Aerial manipulation of deformable objects

MSc assignment


Robotic aerial manipulation systems have met a ceaseless growth in the past decade. Aerial robots have been endowed with manipulation capabilities through a variety of tools, including grippers, rigid tools, multi-dof arms, and cables. However, modeling and control of deformable aerial manipulation systems remain challenging. Even capturing the behavior of a deformable cable is not trivial, and cables have been often approximated as inextensible linear elements. Sometimes, the cable connected to the aerial robot has been modeled as an elastic spring [1], or a series of rigid links interconnected by passive spherical joints [2] [3] [4].

The objective of this assignment is to compute the model and design the control law of a complex system composed of multiple aerial robots physically connected through a net of cables.

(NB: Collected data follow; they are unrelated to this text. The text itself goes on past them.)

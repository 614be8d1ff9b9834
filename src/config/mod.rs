//! Configuration management module

pub mod env;
pub mod parser;
pub mod validation;

// Re-export main functionality
pub use env::EnvManager;
pub use parser::{display_config_summary, load_config, ConfigParser};
pub use validation::{validate_config, ConfigValidator, ValidationLevel, ValidationWarning};

// Re-export from models for convenience
pub use crate::models::{Config, LatencyConfig, ThroughputConfig};
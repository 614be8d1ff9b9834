//! Windowed download timing

use super::{Emitter, RunState, ThroughputTest};
use crate::{error::AppError, models::Direction, stats};
use std::time::Duration;
use tokio::time::{timeout_at, Instant};

/// Accumulates streamed bytes and yields a speed once per window
#[derive(Debug)]
pub(crate) struct ThroughputWindow {
    interval: Duration,
    opened: Instant,
    bytes: u64,
    closed: usize,
}

impl ThroughputWindow {
    pub(crate) fn new(opened: Instant, interval: Duration) -> Self {
        Self {
            interval,
            opened,
            bytes: 0,
            closed: 0,
        }
    }

    /// Add a chunk. Returns the window speed in Mbps when the window closes.
    pub(crate) fn push(&mut self, bytes: usize, now: Instant) -> Option<f64> {
        self.bytes += bytes as u64;

        let span = now.saturating_duration_since(self.opened);
        if span < self.interval {
            return None;
        }

        let speed = stats::megabits_per_second(self.bytes, span);
        self.opened = now;
        self.bytes = 0;
        self.closed += 1;
        speed
    }

    /// Number of windows closed so far
    pub(crate) fn closed(&self) -> usize {
        self.closed
    }
}

/// One timed download, bounded by the transfer timeout and the run deadline
pub(super) async fn run_transfer(test: &ThroughputTest, state: &mut RunState, emitter: &Emitter, deadline: Instant) {
    let config = &*test.config;
    let url = test.pick_endpoint().to_string();

    let started = Instant::now();
    let bound = (started + config.transfer_timeout()).min(deadline);
    let mut window = ThroughputWindow::new(started, config.update_interval());
    let mut accepted = 0usize;

    let result = {
        let mut on_chunk = |bytes: usize| {
            let now = Instant::now();
            if let Some(mbps) = window.push(bytes, now) {
                if state.record_speed(mbps, now, config, emitter) {
                    accepted += 1;
                }
            }
        };
        timeout_at(bound, test.transport.download(&url, &mut on_chunk)).await
    };

    let now = Instant::now();
    let elapsed = now.saturating_duration_since(started);

    match result {
        Ok(Ok(bytes)) => {
            // Shorter than one window: time the whole transfer instead
            let mbps = if window.closed() == 0 {
                stats::megabits_per_second(bytes, elapsed)
                    .filter(|&mbps| state.record_speed(mbps, now, config, emitter))
            } else {
                None
            };

            if let Some(logger) = &test.logger {
                logger
                    .log_transfer(Direction::Download, &url, bytes, elapsed.as_secs_f64() * 1000.0, mbps)
                    .await;
            }
        }
        Ok(Err(error)) => {
            state.record_failure(now, config, emitter);
            if let Some(logger) = &test.logger {
                logger
                    .log_transfer_failure(Direction::Download, &url, &error, state.failed_attempts)
                    .await;
            }
        }
        Err(_) => {
            // A transfer cut short after producing samples did its job, and
            // one stopped by the run deadline was not at fault
            if accepted == 0 && bound < deadline {
                state.record_failure(now, config, emitter);
                if let Some(logger) = &test.logger {
                    let error = AppError::timeout(format!(
                        "Download from {} produced no data in {:?}",
                        url,
                        config.transfer_timeout()
                    ));
                    logger
                        .log_transfer_failure(Direction::Download, &url, &error, state.failed_attempts)
                        .await;
                }
            }
        }
    }
}

#[cfg(test)]
mod tests {
    use super::*;

    #[tokio::test(start_paused = true)]
    async fn test_window_closes_on_interval() {
        let start = Instant::now();
        let mut window = ThroughputWindow::new(start, Duration::from_millis(200));

        assert_eq!(window.push(100_000, start + Duration::from_millis(100)), None);
        let speed = window.push(150_000, start + Duration::from_millis(200)).unwrap();

        // 250 kB in 200 ms
        assert!((speed - 10.0).abs() < 1e-9);
        assert_eq!(window.closed(), 1);

        // The next window starts empty
        assert_eq!(window.push(1, start + Duration::from_millis(250)), None);
    }
}
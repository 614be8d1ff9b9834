//! Environment variable handling and .env file management

use crate::error::{AppError, Result};
use std::path::Path;

/// Environment variable configuration manager
pub struct EnvManager;

/// Value shape of a supported variable
#[derive(Debug, Clone, Copy)]
enum VarKind {
    UrlList,
    Millis { max: u64 },
    Count { max: u64 },
    Factor,
    Flag,
}

const SUPPORTED_VARS: &[(&str, VarKind, &str, &str)] = &[
    (
        "SPEEDTEST_PING_ENDPOINTS",
        VarKind::UrlList,
        "Comma-separated latency probe endpoints",
        "https://www.google.com,https://www.cloudflare.com",
    ),
    ("SPEEDTEST_PING_TIMEOUT_MS", VarKind::Millis { max: 60_000 }, "Overall latency probe timeout in ms", "5000"),
    ("SPEEDTEST_PING_ENDPOINT_TIMEOUT_MS", VarKind::Millis { max: 60_000 }, "Per-endpoint probe timeout in ms", "1500"),
    ("SPEEDTEST_PING_CORRECTION_FACTOR", VarKind::Factor, "Multiplier applied to the median RTT (0-2]", "0.85"),
    ("SPEEDTEST_PING_FALLBACK", VarKind::Flag, "Report a synthetic latency when probing fails", "false"),
    (
        "SPEEDTEST_DOWNLOAD_URLS",
        VarKind::UrlList,
        "Comma-separated download file URLs",
        "https://speed.cloudflare.com/__down?bytes=1000000",
    ),
    (
        "SPEEDTEST_UPLOAD_URLS",
        VarKind::UrlList,
        "Comma-separated endpoints accepting POST bodies",
        "https://httpbin.org/post",
    ),
    ("SPEEDTEST_DURATION_MS", VarKind::Millis { max: 600_000 }, "Throughput run budget in ms", "10000"),
    ("SPEEDTEST_UPDATE_INTERVAL_MS", VarKind::Millis { max: 10_000 }, "Download speed recompute cadence in ms", "200"),
    ("SPEEDTEST_TRANSFER_TIMEOUT_MS", VarKind::Millis { max: 120_000 }, "Per-transfer timeout in ms", "5000"),
    ("SPEEDTEST_MAX_FAILED_ATTEMPTS", VarKind::Count { max: 1000 }, "Failed transfers before a run gives up", "8"),
    ("SPEEDTEST_UPLOAD_CONCURRENCY", VarKind::Count { max: 16 }, "Parallel uploads per tick (1-16)", "3"),
    ("SPEEDTEST_ENABLE_COLOR", VarKind::Flag, "Enable colored log output", "true"),
    ("SPEEDTEST_VERBOSE", VarKind::Flag, "Log stage transitions and aggregates", "false"),
    ("SPEEDTEST_DEBUG", VarKind::Flag, "Log every probe and transfer as JSON", "false"),
];

impl EnvManager {
    /// Load an env file. With no explicit path, `.env` in the working
    /// directory is loaded if present. Existing variables are not overridden.
    pub fn load_env_file(path: Option<&Path>, debug: bool) -> Result<()> {
        let path = path.unwrap_or_else(|| Path::new(".env"));

        if path.exists() {
            dotenv::from_path(path)
                .map_err(|e| AppError::config(format!("Failed to load {}: {}", path.display(), e)))?;

            if debug {
                eprintln!("Loaded configuration from {}", path.display());
            }
        } else if debug {
            eprintln!("No env file at {}, using defaults and environment", path.display());
        }

        Ok(())
    }

    /// Create example .env file content
    pub fn create_example_env_content() -> String {
        let mut content = String::from(
            "# Speed Probe Configuration\n\
             #\n\
             # Values here are loaded before the process environment is read;\n\
             # variables already set in the environment take precedence.\n\n",
        );

        for (name, _, description, example) in SUPPORTED_VARS {
            content.push_str(&format!("# {}\n# {}={}\n\n", description, name, example));
        }

        content.push_str(
            "# Example: short smoke test against a first-party endpoint set\n\
             # SPEEDTEST_DOWNLOAD_URLS=https://speed.example.net/10mb.bin\n\
             # SPEEDTEST_UPLOAD_URLS=https://speed.example.net/upload\n\
             # SPEEDTEST_DURATION_MS=3000\n",
        );

        content
    }

    /// Save example .env file to disk
    pub fn save_example_env_file(path: &Path) -> Result<()> {
        let content = Self::create_example_env_content();
        std::fs::write(path, content)
            .map_err(|e| AppError::config(format!("Failed to write example .env file: {}", e)))?;

        Ok(())
    }

    /// Validate environment variable format before parsing. Unknown keys are ignored.
    pub fn validate_env_var(key: &str, value: &str) -> Result<()> {
        let Some((_, kind, _, _)) = SUPPORTED_VARS.iter().find(|(name, ..)| *name == key) else {
            return Ok(());
        };

        match *kind {
            VarKind::UrlList => {
                let mut count = 0;
                for entry in value.split(',').map(str::trim).filter(|s| !s.is_empty()) {
                    let parsed = url::Url::parse(entry)
                        .map_err(|e| AppError::config(format!("Invalid {} entry '{}': {}", key, entry, e)))?;
                    if !matches!(parsed.scheme(), "http" | "https") {
                        return Err(AppError::config(format!("{} entry must be http(s): {}", key, entry)));
                    }
                    count += 1;
                }
                if count == 0 {
                    return Err(AppError::config(format!("{} cannot be empty", key)));
                }
            }
            VarKind::Millis { max } | VarKind::Count { max } => {
                let number: u64 = value
                    .trim()
                    .parse()
                    .map_err(|e| AppError::config(format!("Invalid {} value '{}': {}", key, value, e)))?;
                if number == 0 || number > max {
                    return Err(AppError::config(format!("{} must be between 1 and {}, got: {}", key, max, number)));
                }
            }
            VarKind::Factor => {
                let factor: f64 = value
                    .trim()
                    .parse()
                    .map_err(|e| AppError::config(format!("Invalid {} value '{}': {}", key, value, e)))?;
                if !(factor > 0.0 && factor <= 2.0) {
                    return Err(AppError::config(format!("{} must be within (0, 2], got: {}", key, factor)));
                }
            }
            VarKind::Flag => {
                value
                    .trim()
                    .parse::<bool>()
                    .map_err(|e| AppError::config(format!("Invalid {} value '{}': {}", key, value, e)))?;
            }
        }

        Ok(())
    }

    /// Get list of all supported environment variables: (name, description, example)
    pub fn get_supported_env_vars() -> Vec<(&'static str, &'static str, &'static str)> {
        SUPPORTED_VARS
            .iter()
            .map(|(name, _, description, example)| (*name, *description, *example))
            .collect()
    }

    /// Display environment variable help
    pub fn display_env_help() -> String {
        let mut help = String::new();
        help.push_str("Supported Environment Variables:\n\n");

        for (var, description, example) in Self::get_supported_env_vars() {
            help.push_str(&format!("  {:<36} {}\n", var, description));
            help.push_str(&format!("  {:<36} Example: {}\n\n", "", example));
        }

        help.push_str("Configuration Priority (highest to lowest):\n");
        help.push_str("  1. Process environment variables\n");
        help.push_str("  2. .env file values\n");
        help.push_str("  3. Default values\n");

        help
    }

    /// Validate all currently set environment variables
    pub fn validate_current_env() -> Result<Vec<String>> {
        let mut warnings = Vec::new();

        for (var_name, _, _) in Self::get_supported_env_vars() {
            if let Ok(value) = std::env::var(var_name) {
                if let Err(e) = Self::validate_env_var(var_name, &value) {
                    warnings.push(format!("Warning: {}", e));
                }
            }
        }

        Ok(warnings)
    }

    /// Validate the lines of an env file without loading it.
    /// Returns `None` when the file does not exist.
    pub fn check_env_file(path: &Path) -> Result<Option<Vec<String>>> {
        if !path.exists() {
            return Ok(None);
        }

        let content = std::fs::read_to_string(path)
            .map_err(|e| AppError::config(format!("Failed to read {}: {}", path.display(), e)))?;

        let mut warnings = Vec::new();
        for line in content.lines() {
            let line = line.trim();
            if line.is_empty() || line.starts_with('#') {
                continue;
            }

            if let Some((key, value)) = line.split_once('=') {
                if let Err(e) = Self::validate_env_var(key.trim(), value.trim()) {
                    warnings.push(format!("Line '{}': {}", line, e));
                }
            }
        }

        Ok(Some(warnings))
    }
}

The student will be required to

  • compute the dynamic equations of the system;
  • simulate the robotic system using a dynamic simulator at choice, e.g., Matlab Simulink or Gazebo;
  • investigate the properties of the system, e.g., will look for differentially flat outputs of interest;
  • design a model-based control law;
  • analytically prove the stability of the closed-loop system;
  • validate the performance of the controller with numerical simulations.

The main related research questions are:

  1. Which is a dynamic model that encodes the behavior of an aerial multi-robot system embedding a deformable net and that is suitable to be simulated and used for control design?
  2. Which are the flat outputs of a system composed of multiple aerial robots physically connected by a net?
  3. What control law can be used to control a multi-robot system composed of aerial robots physically connected through a net?


The main prerequisites for the student are:

  • having passed the Control for UAV class
  • expertise in control engineering
  • background in mechanical engineering and/or robotics
  • independence in analytical and mathematical work
  • ability to code simulations in Matlab Simulink or Gazebo

This MSc thesis will take place within the scope of the H2020 Aerial-Core European project.


If you are interested please contact both Chiara Gabellieri <> and Antonio Franchi <> mentioning in the  subject "Aerial manipulation of deformable objects " and attaching to the email:

  • a CV
  • a motivation letter explaining why you want and are best suited for this assignment
  • a list of exams with grades


[1]: Tognon, M., Gabellieri, C., Pallottino, L., and Franchi, A. "Aerial co-manipulation with cables: The role of internal force for equilibria, stability, and passivity." IEEE Robotics and Automation Letters 3.3 (2018): 2577-2583.
[2]: Kotaru, P., and Sreenath, K. "Multiple quadrotors carrying a flexible hose: dynamics, differential flatness and control." IFAC-PapersOnLine 53.2 (2020): 8832-8839.
[3]: Kotaru, P., Wu, G., and Sreenath, K. "Differential-flatness and control of quadrotor (s) with a payload suspended through flexible cable (s)." 2018 Indian Control Conference (ICC). IEEE, 2018.
[4]: Goodarzi, F. A., Lee, D., and Lee, T. "Geometric stabilization of a quadrotor UAV with a payload connected by flexible cable." 2014 American Control Conference. IEEE, 2014.